Entries taken from a collection:
___

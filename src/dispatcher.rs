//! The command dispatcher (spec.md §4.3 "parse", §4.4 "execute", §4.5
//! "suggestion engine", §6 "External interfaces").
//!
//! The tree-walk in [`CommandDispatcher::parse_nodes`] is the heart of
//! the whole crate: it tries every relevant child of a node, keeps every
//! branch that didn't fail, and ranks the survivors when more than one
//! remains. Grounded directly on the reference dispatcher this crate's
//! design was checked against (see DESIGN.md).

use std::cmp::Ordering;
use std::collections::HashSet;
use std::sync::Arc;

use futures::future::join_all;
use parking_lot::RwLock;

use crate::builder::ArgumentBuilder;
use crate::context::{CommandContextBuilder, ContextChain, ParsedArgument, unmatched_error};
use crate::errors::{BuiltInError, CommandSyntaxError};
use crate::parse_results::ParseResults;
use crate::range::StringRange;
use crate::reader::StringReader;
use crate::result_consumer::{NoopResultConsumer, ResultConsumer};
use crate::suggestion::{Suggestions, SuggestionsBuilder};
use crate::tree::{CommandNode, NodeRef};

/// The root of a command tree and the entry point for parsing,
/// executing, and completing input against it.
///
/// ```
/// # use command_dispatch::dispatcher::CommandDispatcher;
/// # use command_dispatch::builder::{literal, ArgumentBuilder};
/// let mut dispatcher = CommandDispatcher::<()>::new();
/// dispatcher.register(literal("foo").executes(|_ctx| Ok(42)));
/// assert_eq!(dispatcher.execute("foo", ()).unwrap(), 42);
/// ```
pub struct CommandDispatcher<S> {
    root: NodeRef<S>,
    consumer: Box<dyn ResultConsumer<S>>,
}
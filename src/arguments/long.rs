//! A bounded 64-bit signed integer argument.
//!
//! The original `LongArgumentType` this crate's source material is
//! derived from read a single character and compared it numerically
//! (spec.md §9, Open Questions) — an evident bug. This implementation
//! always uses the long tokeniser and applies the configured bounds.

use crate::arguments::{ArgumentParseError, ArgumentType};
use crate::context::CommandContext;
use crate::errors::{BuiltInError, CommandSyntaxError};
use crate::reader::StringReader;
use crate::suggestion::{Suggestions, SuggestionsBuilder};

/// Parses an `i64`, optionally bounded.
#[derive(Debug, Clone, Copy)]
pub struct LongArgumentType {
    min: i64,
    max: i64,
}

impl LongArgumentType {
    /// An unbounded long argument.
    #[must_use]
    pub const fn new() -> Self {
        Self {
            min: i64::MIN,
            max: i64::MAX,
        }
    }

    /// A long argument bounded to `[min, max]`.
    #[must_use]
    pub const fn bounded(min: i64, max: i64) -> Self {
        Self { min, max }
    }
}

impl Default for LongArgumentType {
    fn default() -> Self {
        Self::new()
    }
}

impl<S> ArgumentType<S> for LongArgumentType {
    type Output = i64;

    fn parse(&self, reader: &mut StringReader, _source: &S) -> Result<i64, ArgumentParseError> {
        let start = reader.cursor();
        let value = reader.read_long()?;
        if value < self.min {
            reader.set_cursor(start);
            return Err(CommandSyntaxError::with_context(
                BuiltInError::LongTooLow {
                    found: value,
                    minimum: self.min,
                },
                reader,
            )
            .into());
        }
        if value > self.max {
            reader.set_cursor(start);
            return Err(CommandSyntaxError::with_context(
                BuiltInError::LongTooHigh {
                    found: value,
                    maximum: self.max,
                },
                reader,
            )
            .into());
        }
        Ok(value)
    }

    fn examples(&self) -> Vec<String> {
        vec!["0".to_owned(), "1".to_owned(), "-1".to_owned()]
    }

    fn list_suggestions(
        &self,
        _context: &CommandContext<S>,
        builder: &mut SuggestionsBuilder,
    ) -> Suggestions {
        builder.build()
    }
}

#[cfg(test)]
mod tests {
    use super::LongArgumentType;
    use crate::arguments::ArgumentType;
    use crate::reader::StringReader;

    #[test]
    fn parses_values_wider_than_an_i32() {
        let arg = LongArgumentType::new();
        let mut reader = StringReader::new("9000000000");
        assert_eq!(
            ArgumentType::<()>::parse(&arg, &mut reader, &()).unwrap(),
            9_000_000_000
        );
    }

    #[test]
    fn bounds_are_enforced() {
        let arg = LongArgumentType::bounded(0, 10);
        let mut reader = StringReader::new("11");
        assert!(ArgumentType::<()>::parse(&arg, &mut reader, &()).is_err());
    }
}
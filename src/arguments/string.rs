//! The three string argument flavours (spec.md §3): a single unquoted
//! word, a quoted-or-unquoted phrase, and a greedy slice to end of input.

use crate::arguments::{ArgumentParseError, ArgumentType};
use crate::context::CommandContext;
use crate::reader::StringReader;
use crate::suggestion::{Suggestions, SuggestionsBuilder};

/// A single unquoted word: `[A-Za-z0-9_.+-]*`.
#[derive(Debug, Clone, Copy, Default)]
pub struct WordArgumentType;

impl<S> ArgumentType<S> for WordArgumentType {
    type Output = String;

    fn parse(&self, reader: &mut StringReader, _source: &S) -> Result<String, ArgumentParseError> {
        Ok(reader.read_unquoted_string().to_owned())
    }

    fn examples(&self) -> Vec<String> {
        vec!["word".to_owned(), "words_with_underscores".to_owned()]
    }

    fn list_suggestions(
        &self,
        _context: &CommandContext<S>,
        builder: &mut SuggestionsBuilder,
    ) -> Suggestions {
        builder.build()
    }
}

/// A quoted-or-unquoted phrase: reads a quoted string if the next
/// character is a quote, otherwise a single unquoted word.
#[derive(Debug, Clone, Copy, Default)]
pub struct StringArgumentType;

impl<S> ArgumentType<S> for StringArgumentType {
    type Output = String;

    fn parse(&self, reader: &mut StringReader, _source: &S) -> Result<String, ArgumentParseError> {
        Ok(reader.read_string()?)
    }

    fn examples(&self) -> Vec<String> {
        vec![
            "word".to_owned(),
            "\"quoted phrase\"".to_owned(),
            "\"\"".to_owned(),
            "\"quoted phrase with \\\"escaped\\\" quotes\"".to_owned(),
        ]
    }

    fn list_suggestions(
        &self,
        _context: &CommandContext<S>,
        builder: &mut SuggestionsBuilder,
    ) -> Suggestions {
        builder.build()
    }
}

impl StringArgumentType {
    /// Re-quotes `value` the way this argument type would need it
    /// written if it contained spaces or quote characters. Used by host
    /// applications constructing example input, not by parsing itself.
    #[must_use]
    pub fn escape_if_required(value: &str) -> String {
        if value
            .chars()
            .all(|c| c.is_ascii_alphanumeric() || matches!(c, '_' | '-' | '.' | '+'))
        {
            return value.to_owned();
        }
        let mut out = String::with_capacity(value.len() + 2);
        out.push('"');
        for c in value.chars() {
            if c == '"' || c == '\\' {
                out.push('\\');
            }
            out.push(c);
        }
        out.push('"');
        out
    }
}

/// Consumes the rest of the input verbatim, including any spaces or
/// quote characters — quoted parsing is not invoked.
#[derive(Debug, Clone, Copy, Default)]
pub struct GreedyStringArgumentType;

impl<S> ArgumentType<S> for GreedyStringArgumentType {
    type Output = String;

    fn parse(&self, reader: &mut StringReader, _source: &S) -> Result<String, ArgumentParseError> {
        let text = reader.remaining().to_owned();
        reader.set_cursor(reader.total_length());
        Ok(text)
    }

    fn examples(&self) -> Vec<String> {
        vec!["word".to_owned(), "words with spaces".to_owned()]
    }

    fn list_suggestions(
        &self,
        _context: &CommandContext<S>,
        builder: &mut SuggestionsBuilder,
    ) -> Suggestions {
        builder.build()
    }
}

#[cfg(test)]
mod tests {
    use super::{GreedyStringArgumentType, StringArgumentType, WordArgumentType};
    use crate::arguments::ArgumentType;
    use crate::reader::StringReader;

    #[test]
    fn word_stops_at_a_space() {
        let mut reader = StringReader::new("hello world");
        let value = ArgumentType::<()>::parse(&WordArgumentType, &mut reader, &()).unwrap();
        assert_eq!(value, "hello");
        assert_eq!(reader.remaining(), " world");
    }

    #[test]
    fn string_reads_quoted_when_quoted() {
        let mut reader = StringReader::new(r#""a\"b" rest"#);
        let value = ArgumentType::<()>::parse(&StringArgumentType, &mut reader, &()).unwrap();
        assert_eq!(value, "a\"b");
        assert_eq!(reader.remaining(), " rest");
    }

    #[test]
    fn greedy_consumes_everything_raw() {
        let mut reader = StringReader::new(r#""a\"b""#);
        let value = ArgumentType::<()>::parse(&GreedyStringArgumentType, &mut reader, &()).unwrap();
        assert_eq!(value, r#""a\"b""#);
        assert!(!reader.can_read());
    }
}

___

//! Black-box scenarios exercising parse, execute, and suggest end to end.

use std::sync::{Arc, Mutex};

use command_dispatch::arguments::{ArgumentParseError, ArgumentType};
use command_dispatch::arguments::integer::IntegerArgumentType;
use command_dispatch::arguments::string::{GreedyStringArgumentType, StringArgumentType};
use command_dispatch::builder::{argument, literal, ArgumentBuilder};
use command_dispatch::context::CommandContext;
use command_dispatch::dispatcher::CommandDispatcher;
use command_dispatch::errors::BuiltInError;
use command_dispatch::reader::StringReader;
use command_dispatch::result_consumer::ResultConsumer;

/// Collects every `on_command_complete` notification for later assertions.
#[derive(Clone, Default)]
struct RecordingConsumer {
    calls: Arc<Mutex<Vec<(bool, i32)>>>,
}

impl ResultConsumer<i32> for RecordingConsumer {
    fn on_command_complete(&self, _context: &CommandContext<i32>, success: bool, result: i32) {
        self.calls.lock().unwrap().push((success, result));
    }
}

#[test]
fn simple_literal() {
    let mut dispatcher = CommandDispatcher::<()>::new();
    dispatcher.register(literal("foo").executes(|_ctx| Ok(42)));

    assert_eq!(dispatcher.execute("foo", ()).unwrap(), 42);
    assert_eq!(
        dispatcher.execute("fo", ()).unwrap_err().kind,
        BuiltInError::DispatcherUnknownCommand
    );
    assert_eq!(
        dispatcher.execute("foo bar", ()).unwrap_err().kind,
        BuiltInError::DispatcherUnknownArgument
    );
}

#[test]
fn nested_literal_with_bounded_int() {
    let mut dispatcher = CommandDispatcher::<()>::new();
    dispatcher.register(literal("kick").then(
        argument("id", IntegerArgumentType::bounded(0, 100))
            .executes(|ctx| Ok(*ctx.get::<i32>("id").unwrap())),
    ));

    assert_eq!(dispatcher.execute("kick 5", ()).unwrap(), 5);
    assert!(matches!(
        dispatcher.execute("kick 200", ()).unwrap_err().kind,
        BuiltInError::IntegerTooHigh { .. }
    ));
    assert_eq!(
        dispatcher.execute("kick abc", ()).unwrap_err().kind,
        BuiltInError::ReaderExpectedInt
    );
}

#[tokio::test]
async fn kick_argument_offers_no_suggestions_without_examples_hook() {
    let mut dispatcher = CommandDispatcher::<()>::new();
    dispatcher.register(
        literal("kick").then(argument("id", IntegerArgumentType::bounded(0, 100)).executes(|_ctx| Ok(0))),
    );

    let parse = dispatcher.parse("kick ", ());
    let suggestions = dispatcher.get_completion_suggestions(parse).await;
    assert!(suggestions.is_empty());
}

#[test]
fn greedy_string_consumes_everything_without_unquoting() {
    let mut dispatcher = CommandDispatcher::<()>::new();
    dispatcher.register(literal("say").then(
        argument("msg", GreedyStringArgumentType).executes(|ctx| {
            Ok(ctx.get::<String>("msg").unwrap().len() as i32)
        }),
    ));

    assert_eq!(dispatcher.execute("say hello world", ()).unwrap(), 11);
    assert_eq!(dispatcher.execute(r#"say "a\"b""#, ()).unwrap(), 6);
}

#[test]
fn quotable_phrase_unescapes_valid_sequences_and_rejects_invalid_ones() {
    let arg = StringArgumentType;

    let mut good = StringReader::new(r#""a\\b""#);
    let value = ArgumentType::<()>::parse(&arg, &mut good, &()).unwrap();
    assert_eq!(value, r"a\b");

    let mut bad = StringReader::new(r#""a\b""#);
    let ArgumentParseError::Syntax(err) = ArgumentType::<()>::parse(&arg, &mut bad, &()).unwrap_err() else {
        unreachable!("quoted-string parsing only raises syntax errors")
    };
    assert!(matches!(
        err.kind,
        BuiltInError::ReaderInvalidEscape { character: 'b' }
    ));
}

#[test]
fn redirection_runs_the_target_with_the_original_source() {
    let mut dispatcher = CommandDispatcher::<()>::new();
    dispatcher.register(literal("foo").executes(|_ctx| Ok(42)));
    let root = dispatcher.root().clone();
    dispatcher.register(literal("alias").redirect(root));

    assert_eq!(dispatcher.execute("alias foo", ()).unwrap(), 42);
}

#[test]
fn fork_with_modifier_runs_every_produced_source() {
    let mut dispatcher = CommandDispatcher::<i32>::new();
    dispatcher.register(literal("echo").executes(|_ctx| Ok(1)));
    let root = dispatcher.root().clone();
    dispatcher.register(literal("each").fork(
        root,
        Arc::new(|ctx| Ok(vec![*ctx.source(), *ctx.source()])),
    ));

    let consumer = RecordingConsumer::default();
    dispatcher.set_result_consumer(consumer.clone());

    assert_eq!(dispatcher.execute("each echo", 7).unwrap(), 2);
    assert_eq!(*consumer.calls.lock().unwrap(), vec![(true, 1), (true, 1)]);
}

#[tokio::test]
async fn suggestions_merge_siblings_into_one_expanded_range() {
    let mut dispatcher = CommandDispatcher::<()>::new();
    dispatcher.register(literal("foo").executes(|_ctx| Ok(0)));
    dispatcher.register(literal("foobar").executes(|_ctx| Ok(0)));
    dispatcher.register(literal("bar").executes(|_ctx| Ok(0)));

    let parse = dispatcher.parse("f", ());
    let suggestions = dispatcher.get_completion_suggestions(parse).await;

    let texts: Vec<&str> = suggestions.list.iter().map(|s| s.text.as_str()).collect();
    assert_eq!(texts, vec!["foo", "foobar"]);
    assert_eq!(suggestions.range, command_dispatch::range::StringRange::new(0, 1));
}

___

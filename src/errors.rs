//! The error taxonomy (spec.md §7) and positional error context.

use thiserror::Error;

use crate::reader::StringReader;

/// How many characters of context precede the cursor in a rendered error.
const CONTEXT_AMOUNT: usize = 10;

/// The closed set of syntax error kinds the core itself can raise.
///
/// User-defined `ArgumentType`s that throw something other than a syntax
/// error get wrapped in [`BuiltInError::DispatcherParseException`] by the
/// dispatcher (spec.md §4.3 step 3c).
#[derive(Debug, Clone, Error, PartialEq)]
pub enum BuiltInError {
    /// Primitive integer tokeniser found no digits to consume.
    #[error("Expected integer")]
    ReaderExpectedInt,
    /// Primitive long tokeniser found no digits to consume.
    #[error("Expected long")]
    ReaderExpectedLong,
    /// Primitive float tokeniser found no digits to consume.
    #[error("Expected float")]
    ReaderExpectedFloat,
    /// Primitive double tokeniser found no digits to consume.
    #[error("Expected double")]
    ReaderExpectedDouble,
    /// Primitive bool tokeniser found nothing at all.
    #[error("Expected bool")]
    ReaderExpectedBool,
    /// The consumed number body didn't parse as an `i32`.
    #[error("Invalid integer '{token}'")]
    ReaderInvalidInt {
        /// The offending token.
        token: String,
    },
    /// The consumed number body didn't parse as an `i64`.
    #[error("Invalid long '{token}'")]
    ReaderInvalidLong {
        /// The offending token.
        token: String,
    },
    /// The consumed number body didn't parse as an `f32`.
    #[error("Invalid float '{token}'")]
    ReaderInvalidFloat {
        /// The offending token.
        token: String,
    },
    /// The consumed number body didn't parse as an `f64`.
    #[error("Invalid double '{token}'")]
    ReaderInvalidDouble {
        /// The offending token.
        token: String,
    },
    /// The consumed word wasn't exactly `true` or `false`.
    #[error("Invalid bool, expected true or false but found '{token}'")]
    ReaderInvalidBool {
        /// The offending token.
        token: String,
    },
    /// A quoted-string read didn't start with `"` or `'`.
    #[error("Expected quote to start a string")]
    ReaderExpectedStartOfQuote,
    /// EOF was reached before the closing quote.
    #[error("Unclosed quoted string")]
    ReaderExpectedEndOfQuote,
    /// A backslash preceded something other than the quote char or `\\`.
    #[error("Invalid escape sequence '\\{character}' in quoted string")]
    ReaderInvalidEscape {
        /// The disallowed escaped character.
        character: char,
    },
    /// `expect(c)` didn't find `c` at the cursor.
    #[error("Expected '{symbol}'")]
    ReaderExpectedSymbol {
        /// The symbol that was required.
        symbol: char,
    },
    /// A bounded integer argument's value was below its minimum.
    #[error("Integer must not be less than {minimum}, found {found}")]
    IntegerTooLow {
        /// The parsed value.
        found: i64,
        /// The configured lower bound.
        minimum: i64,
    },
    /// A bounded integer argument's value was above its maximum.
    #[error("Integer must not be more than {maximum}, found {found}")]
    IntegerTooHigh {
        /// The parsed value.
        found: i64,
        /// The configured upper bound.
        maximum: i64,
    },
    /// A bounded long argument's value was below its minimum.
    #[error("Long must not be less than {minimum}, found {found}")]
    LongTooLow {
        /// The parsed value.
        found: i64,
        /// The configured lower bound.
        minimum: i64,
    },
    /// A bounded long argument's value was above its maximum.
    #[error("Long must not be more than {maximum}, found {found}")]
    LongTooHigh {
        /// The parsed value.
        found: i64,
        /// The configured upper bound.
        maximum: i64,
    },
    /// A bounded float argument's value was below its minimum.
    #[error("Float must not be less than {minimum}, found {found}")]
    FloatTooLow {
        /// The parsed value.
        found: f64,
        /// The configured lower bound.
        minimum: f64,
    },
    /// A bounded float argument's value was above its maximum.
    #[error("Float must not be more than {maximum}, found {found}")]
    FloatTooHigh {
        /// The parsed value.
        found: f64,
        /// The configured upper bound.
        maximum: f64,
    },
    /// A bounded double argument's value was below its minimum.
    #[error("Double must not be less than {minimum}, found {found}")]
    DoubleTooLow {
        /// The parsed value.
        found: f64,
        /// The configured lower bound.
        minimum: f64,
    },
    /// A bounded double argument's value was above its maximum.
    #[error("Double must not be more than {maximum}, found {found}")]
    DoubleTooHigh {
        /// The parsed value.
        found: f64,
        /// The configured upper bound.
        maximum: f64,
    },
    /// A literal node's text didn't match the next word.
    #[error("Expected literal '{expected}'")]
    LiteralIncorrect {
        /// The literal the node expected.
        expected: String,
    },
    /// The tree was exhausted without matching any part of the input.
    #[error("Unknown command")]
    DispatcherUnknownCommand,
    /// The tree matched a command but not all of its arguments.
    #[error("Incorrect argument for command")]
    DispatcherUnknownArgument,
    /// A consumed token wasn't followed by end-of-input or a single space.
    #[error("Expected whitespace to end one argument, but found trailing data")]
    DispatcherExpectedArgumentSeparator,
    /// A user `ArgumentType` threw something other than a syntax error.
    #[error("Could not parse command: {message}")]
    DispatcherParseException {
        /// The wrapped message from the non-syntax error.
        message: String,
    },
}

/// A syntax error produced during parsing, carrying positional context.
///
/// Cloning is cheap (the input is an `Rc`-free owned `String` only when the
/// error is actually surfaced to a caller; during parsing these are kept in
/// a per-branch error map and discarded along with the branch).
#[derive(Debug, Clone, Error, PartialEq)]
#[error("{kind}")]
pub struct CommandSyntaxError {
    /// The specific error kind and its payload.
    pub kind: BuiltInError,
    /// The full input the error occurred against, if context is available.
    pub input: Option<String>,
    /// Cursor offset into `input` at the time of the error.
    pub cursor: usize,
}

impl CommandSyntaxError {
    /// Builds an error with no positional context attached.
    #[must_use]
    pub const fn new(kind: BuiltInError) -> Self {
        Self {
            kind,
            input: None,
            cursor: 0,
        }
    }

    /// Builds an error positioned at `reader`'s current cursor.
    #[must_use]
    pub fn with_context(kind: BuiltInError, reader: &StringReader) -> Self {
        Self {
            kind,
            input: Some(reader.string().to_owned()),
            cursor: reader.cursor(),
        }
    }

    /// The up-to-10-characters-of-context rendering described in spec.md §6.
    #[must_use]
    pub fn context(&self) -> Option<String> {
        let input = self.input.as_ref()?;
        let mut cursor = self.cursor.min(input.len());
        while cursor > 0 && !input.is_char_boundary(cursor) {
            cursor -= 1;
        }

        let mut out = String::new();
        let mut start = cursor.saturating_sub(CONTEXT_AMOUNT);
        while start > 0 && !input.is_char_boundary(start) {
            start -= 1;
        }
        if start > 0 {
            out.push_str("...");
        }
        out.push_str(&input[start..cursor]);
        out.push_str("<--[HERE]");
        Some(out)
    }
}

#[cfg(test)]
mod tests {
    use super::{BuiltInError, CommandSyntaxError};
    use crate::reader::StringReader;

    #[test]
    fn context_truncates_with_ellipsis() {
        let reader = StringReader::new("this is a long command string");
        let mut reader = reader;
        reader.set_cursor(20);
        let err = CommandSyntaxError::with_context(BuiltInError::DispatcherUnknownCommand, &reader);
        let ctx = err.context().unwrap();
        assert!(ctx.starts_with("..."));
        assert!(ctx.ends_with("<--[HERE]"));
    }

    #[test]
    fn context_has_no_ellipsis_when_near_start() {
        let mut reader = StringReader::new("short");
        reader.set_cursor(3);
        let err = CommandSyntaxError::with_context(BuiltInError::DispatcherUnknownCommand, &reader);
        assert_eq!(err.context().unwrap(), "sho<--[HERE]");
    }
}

___

Brief: Say how many lines of the data above include the word "escaped", and add nothing further.

Task output: 2